Some of you may remember me as the guy who slapped a new Mark Stephens engine in his '80 Vanagon and headed off to Inuvik. Well, I made it to Inuvik just fine, and am here in Fairbanks after the splintering of the group in Tok.
Ever since I left I've had this uneven idle that I was chalking up to a vacuum leak. The VW dealer in Prince George couldn't find it, but confirmed that the vacuum was 7" instead of the 14" that it should have been. After assurances that I was running rich enough to avoid burning a valve, I pressed on with the group to Inuvik. (The engine still seems totally smooth and peppy, except at idle--quite nice to drive.)
When I finally rolled into Fairbanks (Ah! Civilization and Pizza Hut again!), it occurred to me that there was a VW dealer here. Still slightly irritated with the mystery vacuum leak and rough idle, I decided to take it in and let them look for the vacuum leak.
The VW dealer here in Fairbanks said my compression was 75, 125, 125, 125, with the low cylinder coming up to 125 with oil, and wanted to do a teardown to replace the faulty cylinder/rings. I almost went for the estimated $1,500 teardown, but thought I'd check it out myself first. Lo and behold, I came up with 110, 120, 120, 125--not perfect, but definitely not immediate teardown time. I can't decide whether the dealer mechanic is dishonest or incompetent or what. On one hand, I'd like to give them a chance to explain; on the other, I don't really want them anywhere near my bus now. No wonder they were able to get me in right away--the locals have figured out that it's a terrible shop.
Friends here in Fairbanks recommended Midnight Sun Auto & Truck Repair as an honest bunch, so I took it in to the place, which is surrounded by domestic pickups and tractor-trailer rigs. I wasn't expecting much VW expertise, but was surprised to learn that the guy who was going to work on it owned an '80 vanagon from '80 to last year, so I'm pretty sure he's familiar with it.
Well, he checked it out and says that there is a compression leak on the suspect cylinder, and says he can feel it at the cylinder-to-head mating, having removed the lower engine tin.
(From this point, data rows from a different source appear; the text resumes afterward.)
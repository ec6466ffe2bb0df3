// SPDX-License-Identifier: MIT

//! Adapter traits for the daemon's external collaborators.
//!
//! The agent consumes the controller SDK, file retrieval, archive
//! extraction, package installation, persisted daemon state, and process
//! supervision through these narrow seams. Production implementations live
//! in the submodules; call-recording fakes for tests live in `fake`.

pub mod fetch;
pub mod install;
pub mod process;
pub mod store;
pub mod uplink;

pub use fetch::{Fetcher, HttpFetcher};
pub use install::{InstallOutcome, Installer, ScriptInstaller};
pub use process::{AppLauncher, AppProcess, ProcessLauncher};
pub use store::{JsonStateStore, StateStore};
pub use uplink::{HttpUplink, Uplink, UplinkError};

use async_trait::async_trait;
use std::io;
use std::path::Path;

/// Archive extraction collaborator. The agent never inspects archive
/// contents itself.
#[async_trait]
pub trait ArchiveExtractor: Send + Sync {
    async fn extract(&self, archive: &Path, dest: &Path) -> io::Result<()>;
}

/// Extracts tarballs by shelling out to `tar`.
pub struct TarExtractor;

#[async_trait]
impl ArchiveExtractor for TarExtractor {
    async fn extract(&self, archive: &Path, dest: &Path) -> io::Result<()> {
        tokio::fs::create_dir_all(dest).await?;
        let status = tokio::process::Command::new("tar")
            .arg("-xzf")
            .arg(archive)
            .arg("-C")
            .arg(dest)
            .status()
            .await?;
        if status.success() {
            Ok(())
        } else {
            Err(io::Error::other(format!("tar exited with {status}")))
        }
    }
}

// Test support - call-recording fakes
#[cfg(test)]
pub(crate) mod fake;
// SPDX-License-Identifier: MIT

//! Shared test wiring: a daemon context backed entirely by fakes and a
//! tempdir filesystem layout.

use async_trait::async_trait;
use parking_lot::Mutex;
use std::io;
use std::sync::Arc;
use tokio::sync::mpsc;

use crate::adapters::fake::{
    FakeExtractor, FakeFetcher, FakeInstaller, FakeLauncher, FakeStore, FakeUplink,
};
use crate::bootstrap::BootstrapPhase;
use crate::bridge::AppEndpoint;
use crate::state::{DaemonContext, NodePaths};

pub(crate) const TEST_PERSONA: &str = "race-client-00001";

pub(crate) struct TestHarness {
    pub ctx: Arc<DaemonContext>,
    pub uplink: Arc<FakeUplink>,
    pub fetcher: Arc<FakeFetcher>,
    pub installer: Arc<FakeInstaller>,
    pub extractor: Arc<FakeExtractor>,
    pub store: Arc<FakeStore>,
    pub launcher: Arc<FakeLauncher>,
    // Keeps the on-disk layout alive for the test's duration.
    #[allow(dead_code)]
    pub tmp: tempfile::TempDir,
}

impl TestHarness {
    pub fn new() -> Self {
        let tmp = tempfile::tempdir().unwrap();
        let uplink = Arc::new(FakeUplink::new());
        let fetcher = Arc::new(FakeFetcher::new());
        let installer = Arc::new(FakeInstaller::new());
        let extractor = Arc::new(FakeExtractor::new());
        let store = Arc::new(FakeStore::new());
        let launcher = Arc::new(FakeLauncher::new());
        let ctx = Arc::new(DaemonContext {
            persona: TEST_PERSONA.to_string(),
            paths: NodePaths::under_root(tmp.path()),
            bootstrap_target: Mutex::new(String::new()),
            bootstrap_phase: Mutex::new(BootstrapPhase::Idle),
            app_process: Mutex::new(None),
            uplink: Arc::clone(&uplink) as _,
            fetcher: Arc::clone(&fetcher) as _,
            installer: Arc::clone(&installer) as _,
            extractor: Arc::clone(&extractor) as _,
            store: Arc::clone(&store) as _,
            launcher: Arc::clone(&launcher) as _,
        });
        Self { ctx, uplink, fetcher, installer, extractor, store, launcher, tmp }
    }
}

/// Channel-backed endpoint standing in for the named pipes. Inbound lines
/// come from the paired sender; outbound lines accumulate in `sent`.
pub(crate) struct FakeEndpoint {
    inbound: tokio::sync::Mutex<mpsc::UnboundedReceiver<String>>,
    pub sent: Mutex<Vec<String>>,
}

impl FakeEndpoint {
    pub fn new() -> (Arc<Self>, mpsc::UnboundedSender<String>) {
        let (tx, rx) = mpsc::unbounded_channel();
        let endpoint = Arc::new(Self {
            inbound: tokio::sync::Mutex::new(rx),
            sent: Mutex::new(Vec::new()),
        });
        (endpoint, tx)
    }

    pub fn sent(&self) -> Vec<String> {
        self.sent.lock().clone()
    }
}

#[async_trait]
impl AppEndpoint for FakeEndpoint {
    async fn read_line(&self) -> io::Result<Option<String>> {
        Ok(self.inbound.lock().await.recv().await)
    }

    async fn write_line(&self, line: &str) -> io::Result<()> {
        self.sent.lock().push(line.to_string());
        Ok(())
    }
}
BTW, his compression numbers agree with mine pretty closely (percentage-wise, not absolutely). Oil in the cylinder doesn't bring the compression up more than a pound or two.
My first question for the experts on the list is: Would a head-gasket leak like this cause the low vacuum that we've measured, and thus cause the rough idle? Or should I still be trying to track down some other source for a vacuum leak?
Also, what is the likely cause of the compression leak on such a low-time engine? I'll be calling Mark Stephens tomorrow to see what they have to say, but it seems to me that they must not have torqued the head bolts correctly, or one of the studs is pulling out of the case already. I had something similar happen after a head replacement on my '72 bus by a normally excellent shop in Seattle--I never figured out what the problem had been, but put in a new head gasket over a tiny bit of erosion on the head and drove happily for another 20K miles so far.
Other than the obnoxious vibration from a few washboards on the unpaved bits of road, I've been pretty easy on this engine. Should I just torque it up (to specs, I mean) and limp back to California? Pull the head and put in a new gasket if the erosion isn't too bad and then limp back to California? The shortest route I can figure is about 1500 miles and involves a $700 ferry ride (which would be partly worth it just for the relaxation and scenery value).
Any advice appreciated,
Dennis in Fairbanks
P.S. Surmountable mechanical problems or not, this has been quite an amazing trip. It was fun traveling with the other Top of the World Tourists. Maybe I can find Sue from Ohio here--I heard she's here in Fairbanks.
P.P.S. I've read of re-torquing the head bolts on a fresh rebuild at 100 miles (with the engine cold). But the literature that came with the engine didn't mention anything about that, just the break-in oil changes and how to adjust the hydraulic lifters, in the unlikely event that that was necessary. Someone I talked to said the re-torquing applied to older engines. I think on '72s and later you have to at least remove the rear engine crossmember and lower the engine/transaxle a bit to get to all of the head bolts, so retorquing would be a bit of a pain.